O Conselho da Justiça Federal (CJF) analisou minuta de resolução que institui a chamada Gratificação por Atuação de Alta Complexidade, Técnica e Administrativa (GAACTA) no âmbito da Justiça Federal de 1º e 2º graus. A proposta prevê o pagamento de gratificação aos ocupantes de cargos em comissão CJ-1 a CJ-4 vinculados a unidades judiciais e administrativas, com o objetivo de reconhecer formalmente a elevada complexidade técnica e administrativa exercida nesses postos.
Segundo a minuta, a gratificação corresponderá a 15% sobre a remuneração dos cargos comissionados abrangidos. O texto estabelece ainda natureza indenizatória para a verba, sem integração à remuneração e sem incidência previdenciária ou repercussão no cálculo de adicionais.
Como justificativa, o documento cita o crescimento da demanda processual na Justiça Federal e a redução do quadro de servidores efetivos ao longo da última década. Dados apontam que a Justiça Federal recebeu mais de 6,4 milhões de casos novos em 2025, registrou redução de 1.301 cargos efetivos providos entre 2015 e 2024 e teve mais que dobrado o número de decisões e sentenças no período.
A proposta foi apreciada no âmbito do Procedimento Normativo nº 0001878-10.2026.4.90.8000, em sessão virtual realizada entre os dias 27 e 29 de maio de 2026. Pela redação apresentada, os efeitos financeiros estão previstos a partir de 1º de junho de 2026 para os cargos CJ-2, CJ-3 e CJ-4 e, a partir de 1º de janeiro de 2027, para CJ-1, com possibilidade de antecipação mediante disponibilidade orçamentária.
Para o assessor parlamentar e institucional do Sisejufe, Alexandre Marques, o debate reacende a discussão sobre a política remuneratória no Poder Judiciário e sobre os caminhos para valorização da carreira. A criação de gratificações de natureza indenizatória para funções específicas ocorre em um cenário de forte sobrecarga de trabalho e redução do quadro efetivo, o que reforça a necessidade de medidas estruturantes, fortalecimento do vencimento básico e recomposição do quadro permanente de pessoal.

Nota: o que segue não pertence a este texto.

// Copyright (c) 2025 Fabstir
// SPDX-License-Identifier: BUSL-1.1
//! Object detection
//!
//! YOLOv8-style detector exported to ONNX. Letterboxing, decoding and
//! non-maximum suppression all happen here, so callers only see boxes in
//! the pixel space of the image they passed in.

pub mod labels;
pub mod model;
pub mod postprocessing;
pub mod preprocessing;

use std::path::Path;

use anyhow::Result;
use image::DynamicImage;
use serde::Serialize;

use crate::vision::image_utils::open_image;

pub use labels::{load_labels_file, parse_names_metadata};
pub use model::YoloDetector;
pub use postprocessing::{decode_predictions, iou, non_max_suppression};
pub use preprocessing::{letterbox, preprocess_for_detection, LetterboxInfo};

/// Default square input resolution of the detector
pub const DEFAULT_DETECTOR_INPUT_SIZE: u32 = 640;

/// Default minimum class score for a box to be kept
pub const DEFAULT_CONFIDENCE_THRESHOLD: f32 = 0.25;

/// Default IoU above which overlapping boxes of one class are suppressed
pub const DEFAULT_IOU_THRESHOLD: f32 = 0.7;

/// Default cap on boxes returned per image
pub const DEFAULT_MAX_DETECTIONS: usize = 300;

/// One detected object, corners in image pixel coordinates
#[derive(Debug, Clone, Copy, PartialEq, Serialize)]
pub struct Detection {
    pub x1: f32,
    pub y1: f32,
    pub x2: f32,
    pub y2: f32,
    pub confidence: f32,
    pub class_id: usize,
}

impl Detection {
    pub fn width(&self) -> f32 {
        (self.x2 - self.x1).max(0.0)
    }

    pub fn height(&self) -> f32 {
        (self.y2 - self.y1).max(0.0)
    }

    pub fn area(&self) -> f32 {
        self.width() * self.height()
    }
}

/// Detector tuning knobs
#[derive(Debug, Clone, Copy, PartialEq)]
pub struct DetectorParams {
    pub input_size: u32,
    pub confidence_threshold: f32,
    pub iou_threshold: f32,
    pub max_detections: usize,
}

impl Default for DetectorParams {
    fn default() -> Self {
        Self {
            input_size: DEFAULT_DETECTOR_INPUT_SIZE,
            confidence_threshold: DEFAULT_CONFIDENCE_THRESHOLD,
            iou_threshold: DEFAULT_IOU_THRESHOLD,
            max_detections: DEFAULT_MAX_DETECTIONS,
        }
    }
}

/// Anything that finds labelled boxes in an image
pub trait ObjectDetector: Send + Sync {
    /// Boxes sorted by descending confidence
    fn detect(&self, image: &DynamicImage) -> Result<Vec<Detection>>;

    /// Human-readable name of a class index
    fn class_name(&self, class_id: usize) -> Option<String>;

    /// Open an image file and run [`ObjectDetector::detect`] on it
    fn detect_path(&self, path: &Path) -> Result<Vec<Detection>> {
        let image = open_image(path)?;
        self.detect(&image)
    }
}
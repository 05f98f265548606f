// Copyright (c) 2025 Fabstir
// SPDX-License-Identifier: BUSL-1.1
//! Shared ONNX Runtime session setup for the vision models

use std::path::Path;

use anyhow::{Context, Result};
use ort::execution_providers::CPUExecutionProvider;
use ort::session::builder::GraphOptimizationLevel;
use ort::session::Session;

/// Build a CPU-only ONNX Runtime session for `model_path`
///
/// # Errors
/// Returns error if:
/// - Model file not found
/// - ONNX Runtime initialization fails
/// - The file is not a loadable ONNX graph
pub fn build_cpu_session(model_path: &Path, intra_threads: usize) -> Result<Session> {
    if !model_path.exists() {
        anyhow::bail!("ONNX model file not found: {}", model_path.display());
    }

    Session::builder()
        .context("Failed to create session builder")?
        .with_execution_providers([CPUExecutionProvider::default().build()])
        .context("Failed to set CPU execution provider")?
        .with_optimization_level(GraphOptimizationLevel::Level3)
        .context("Failed to set optimization level")?
        .with_intra_threads(intra_threads)
        .context("Failed to set intra threads")?
        .commit_from_file(model_path)
        .context(format!(
            "Failed to load ONNX model from {}",
            model_path.display()
        ))
}

/// Name of the first graph input, or `fallback` if the graph declares none
pub fn first_input_name(session: &Session, fallback: &str) -> String {
    session
        .inputs
        .first()
        .map(|input| input.name.clone())
        .unwrap_or_else(|| fallback.to_string())
}
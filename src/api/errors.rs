// Copyright (c) 2025 Fabstir
// SPDX-License-Identifier: BUSL-1.1
//! API error type
//!
//! Every failure is reported as HTTP 200 with a `{"error": "<message>"}`
//! body; clients tell errors apart from results by payload shape only.

use axum::{
    http::StatusCode,
    response::{IntoResponse, Response},
    Json,
};
use serde::{Deserialize, Serialize};
use thiserror::Error;
use tracing::warn;

use crate::pipeline::PipelineError;
use crate::storage::StorageError;

/// JSON body for every failed request
#[derive(Debug, Clone, Serialize, Deserialize, PartialEq)]
pub struct ErrorResponse {
    pub error: String,
}

#[derive(Debug, Error)]
pub enum ApiError {
    #[error("Invalid multipart request: {0}")]
    Multipart(String),

    #[error("No file uploaded: expected a multipart field named '{0}'")]
    MissingFile(&'static str),

    #[error(transparent)]
    Pipeline(#[from] PipelineError),

    #[error(transparent)]
    Storage(#[from] StorageError),

    #[error("Processing task failed: {0}")]
    TaskFailed(String),
}

impl ApiError {
    pub fn to_response(&self) -> ErrorResponse {
        ErrorResponse {
            error: self.to_string(),
        }
    }
}

impl IntoResponse for ApiError {
    fn into_response(self) -> Response {
        warn!("Request failed: {}", self);
        (StatusCode::OK, Json(self.to_response())).into_response()
    }
}
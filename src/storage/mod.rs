// Copyright (c) 2025 Fabstir
// SPDX-License-Identifier: BUSL-1.1
pub mod artifact_store;

pub use artifact_store::{sanitize_filename, ArtifactStore, StorageError};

A presidente do Sisejufe, Lucena Pacheco Martins, também critica o modelo de gratificações por desempenho e por atuação específica por entender que beneficia uma parcela restrita dos servidores e desloca o foco da luta pela reestruturação da carreira. Ela lembra que movimento semelhante ocorreu recentemente no Superior Tribunal de Justiça (STJ), que em 14 de maio de 2026 editou a Resolução STJ/GP nº 30, criando a Gratificação por Atuação de Alta Complexidade, Técnica e Administrativa (GAACTA) após transformar licença compensatória em gratificação.
“Agora foi a vez do CJF, que colocou em discussão minuta prevendo a extensão da medida ao primeiro grau”, alerta Lucena.
A Assessoria Institucional e Parlamentar do Sisejufe seguirá acompanhando a tramitação e os desdobramentos da proposta junto ao CJF e demais instâncias do Poder Judiciário Federal.